No que tange ainda a escolhas tradicionais, o espetáculo flerta com o formato dramático aristotélico – não sem os estranhamentos causados por fatores como os citados acima, como as formas corporais e a presença do coro –, quando representa passagens da história de Cristo de forma literal, aspirando o realismo da ação: o julgamento, o chicoteamento no palácio de Heródes, a via sacra onde o Jesus/o ator carrega a cruz, e sobretudo o auge dramático, o calvário onde ocorre sua crucificação, que por meio da narrativa dramática, aliada muitas vezes à músicas cristãs do imaginário popular, concebe a empatia que emociona o público. Algumas das edições trazem ainda figuras alegóricas como parte da criação mitológica cristã, os anjos e demônios, que ao seu modo influenciam as ações humanas que desencadeiam a morte de Cristo para purgação do pecado presente na humanidade; tais figuras, desempenham papel crucial no teor dramático-moralizante da dramaturgia.

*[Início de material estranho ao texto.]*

//! Exchange account balance source.
//!
//! Each supported exchange implements [`ExchangeConnector`];
//! [`ExchangeSource`] adapts a connector to the [`BalanceSource`] seam
//! and stamps every record with the `"<name> (Exchange)"` label.

mod ascendex;
mod binance;

pub use ascendex::AscendexConnector;
pub use binance::BinanceConnector;

use async_trait::async_trait;
use hmac::{Hmac, Mac};
use reqwest::Client;
use rust_decimal::Decimal;
use sha2::Sha256;
use std::str::FromStr;
use std::sync::Arc;

use crate::errors::SourceError;
use crate::models::{BalanceRecord, ExchangeCredentials, ExchangeKind, QueryTarget};
use crate::prices::PriceTable;
use crate::provider::BalanceSource;

type HmacSha256 = Hmac<Sha256>;

/// Display decimals for exchange-held crypto balances.
const EXCHANGE_DECIMALS: u32 = 8;

/// One asset balance as an exchange reports it, before labeling.
#[derive(Debug, Clone)]
pub struct ExchangeBalance {
    pub asset: String,
    pub amount: Decimal,
}

/// A client for one exchange account.
#[async_trait]
pub trait ExchangeConnector: Send + Sync {
    /// All non-zero balances in the account.
    async fn fetch_balances(&self) -> Result<Vec<ExchangeBalance>, SourceError>;
}

/// Builds the connector for the configured exchange kind.
pub fn connector_for(
    credentials: &ExchangeCredentials,
    client: Client,
) -> Box<dyn ExchangeConnector> {
    match credentials.kind {
        ExchangeKind::Binance => Box::new(BinanceConnector::new(credentials, client)),
        ExchangeKind::Ascendex => Box::new(AscendexConnector::new(credentials, client)),
    }
}

pub struct ExchangeSource {
    label: String,
    connector: Box<dyn ExchangeConnector>,
    prices: Arc<PriceTable>,
}

impl ExchangeSource {
    pub fn new(
        credentials: &ExchangeCredentials,
        connector: Box<dyn ExchangeConnector>,
        prices: Arc<PriceTable>,
    ) -> Self {
        Self {
            label: format!("{} (Exchange)", credentials.name),
            connector,
            prices,
        }
    }
}

#[async_trait]
impl BalanceSource for ExchangeSource {
    fn label(&self) -> &str {
        &self.label
    }

    /// Exchange accounts are not address-queried; the target is the
    /// fixed exchange label and is ignored here.
    async fn query(&self, _target: &QueryTarget) -> Result<Vec<BalanceRecord>, SourceError> {
        let balances = self.connector.fetch_balances().await?;
        Ok(balances
            .into_iter()
            .map(|balance| BalanceRecord {
                source_label: self.label.clone(),
                account: self.label.clone(),
                identity_key: String::new(),
                usd_value: self.prices.usd_value(&balance.asset, balance.amount),
                token: balance.asset,
                amount: balance.amount,
                decimals: EXCHANGE_DECIMALS,
            })
            .collect())
    }
}

/// Hex HMAC-SHA256 signature over `payload`.
fn sign_sha256_hex(secret: &str, payload: &str) -> Result<String, SourceError> {
    let mut mac =
        HmacSha256::new_from_slice(secret.as_bytes()).map_err(|e| SourceError::Api {
            provider: "exchange".to_string(),
            message: format!("invalid HMAC secret: {e}"),
        })?;
    mac.update(payload.as_bytes());
    Ok(hex::encode(mac.finalize().into_bytes()))
}

/// Parses an exchange-reported amount, treating anything unparsable as
/// zero. Exchanges occasionally report placeholder strings for dust
/// rows; a zero row is dropped later anyway.
fn lenient_decimal(value: &str) -> Decimal {
    Decimal::from_str(value).unwrap_or(Decimal::ZERO)
}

Há que se falar, no escopo da discussão sobre tradições que não se oxigenam beirando o conservadorismo, que um dos elementos fundamentais – se não o mais fundamental –, da dramaturgia e consequentemente da encenação necessita revisões: o Cristo Redentor branco. Pela razoabilidade, é preciso que se reconheça que ao longo das inúmeras edições da Paixão, houveram Cristos negros, interpretados por atores da cidade, tais como Renan Novais e Marco Silvestre – o derradeiro em pelo menos três edições –, fator que pode refletir sim algumas tentativas da direção em instituir novas discussões que perpassam pela imagem idealizada do redentor cristão, apesar disso, o discurso racial ou a pesquisa histórica não se aprofundam, talvez pelo medo da recepção negativa ou por enfrentamentos e falta de adesão dentro da própria produção do espetáculo. Afinal romper significativamente uma tradição com mais de 25 anos não viria ou virá sem embates tanto na ordem institucional quanto na relação do público com a obra.

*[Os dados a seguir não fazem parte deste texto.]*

//! Fixed balance source.
//!
//! Holdings that live outside any queryable source (cold storage,
//! locked staking on another custodian) are declared literally in
//! configuration and emitted as-is. Each entry's label doubles as its
//! source label and account, which is what routes these records into the
//! `Fixed` asset category downstream.

use async_trait::async_trait;
use std::sync::Arc;

use crate::errors::SourceError;
use crate::models::{BalanceRecord, FixedBalance, QueryTarget};
use crate::prices::PriceTable;
use crate::provider::BalanceSource;

pub struct FixedSource {
    entries: Vec<FixedBalance>,
    prices: Arc<PriceTable>,
}

impl FixedSource {
    pub fn new(entries: Vec<FixedBalance>, prices: Arc<PriceTable>) -> Self {
        Self { entries, prices }
    }
}

#[async_trait]
impl BalanceSource for FixedSource {
    fn label(&self) -> &str {
        "fixed"
    }

    async fn query(&self, _target: &QueryTarget) -> Result<Vec<BalanceRecord>, SourceError> {
        Ok(self
            .entries
            .iter()
            .map(|entry| BalanceRecord {
                source_label: entry.label.clone(),
                account: entry.label.clone(),
                identity_key: String::new(),
                token: entry.token.to_uppercase(),
                amount: entry.amount,
                usd_value: self.prices.usd_value(&entry.token, entry.amount),
                decimals: 1,
            })
            .collect())
    }
}

#[cfg(test)]
mod tests {
    use super::*;
    use rust_decimal::Decimal;
    use rust_decimal_macros::dec;

    #[tokio::test]
    async fn test_fixed_entries_become_records() {
        let prices = Arc::new(PriceTable::from_prices([("BTC", dec!(100000))]));
        let source = FixedSource::new(
            vec![
                FixedBalance {
                    token: "BTC".to_string(),
                    amount: dec!(1),
                    label: "FixedBTC".to_string(),
                },
                FixedBalance {
                    token: "DOT".to_string(),
                    amount: dec!(25),
                    label: "FixedDOT".to_string(),
                },
            ],
            prices,
        );

        let records = source.query(&QueryTarget::new("fixed")).await.unwrap();
        assert_eq!(records.len(), 2);
        assert_eq!(records[0].source_label, "FixedBTC");
        assert_eq!(records[0].account, "FixedBTC");
        assert_eq!(records[0].usd_value, dec!(100000));
        // Unpriced fixed entries still come out, valued at zero.
        assert_eq!(records[1].usd_value, Decimal::ZERO);
    }
}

Mesmo diante das contradições que envolvem a repetição de padrões sociais há tanto tempo consolidados, a encenação da Paixão de Cristo em Caieiras conquista um feito louvável ao chegar à sua 28ª edição, com um grande grupo em cena e com um público fiel. Mais do que um espetáculo religioso ou um momento de celebração comunitária, essa iniciativa representa uma potente experiência pedagógica para os participantes, especialmente para os jovens e adultos que, muitas vezes pela primeira vez, têm contato direto com o fazer teatral. Ao se envolverem com a montagem – seja na atuação, nos bastidores ou na preparação coletiva – esses alunos vivenciam o teatro não apenas como arte, mas como espaço de troca e aprendizagem viva. Na prática do palco, o teatro se torna uma escola de impacto pedagógico profundo: estimula o desenvolvimento da expressão corporal e vocal, amplia a escuta e o olhar sensível para o outro, o comprometimento com um processo coletivo e o respeito à diversidade de pensamentos e experiências. É por meio dessa imersão que muitos descobrem além do prazer de criar qual é o seu lugar no mundo, descobrem-se a si mesmos de forma crítica e confiante. Mais do que formar artistas, a experiência forma sujeitos que se reconhecem como parte ativa de uma comunidade e que aprendem, por meio da arte, novas maneiras de significar suas histórias e seus vínculos sociais.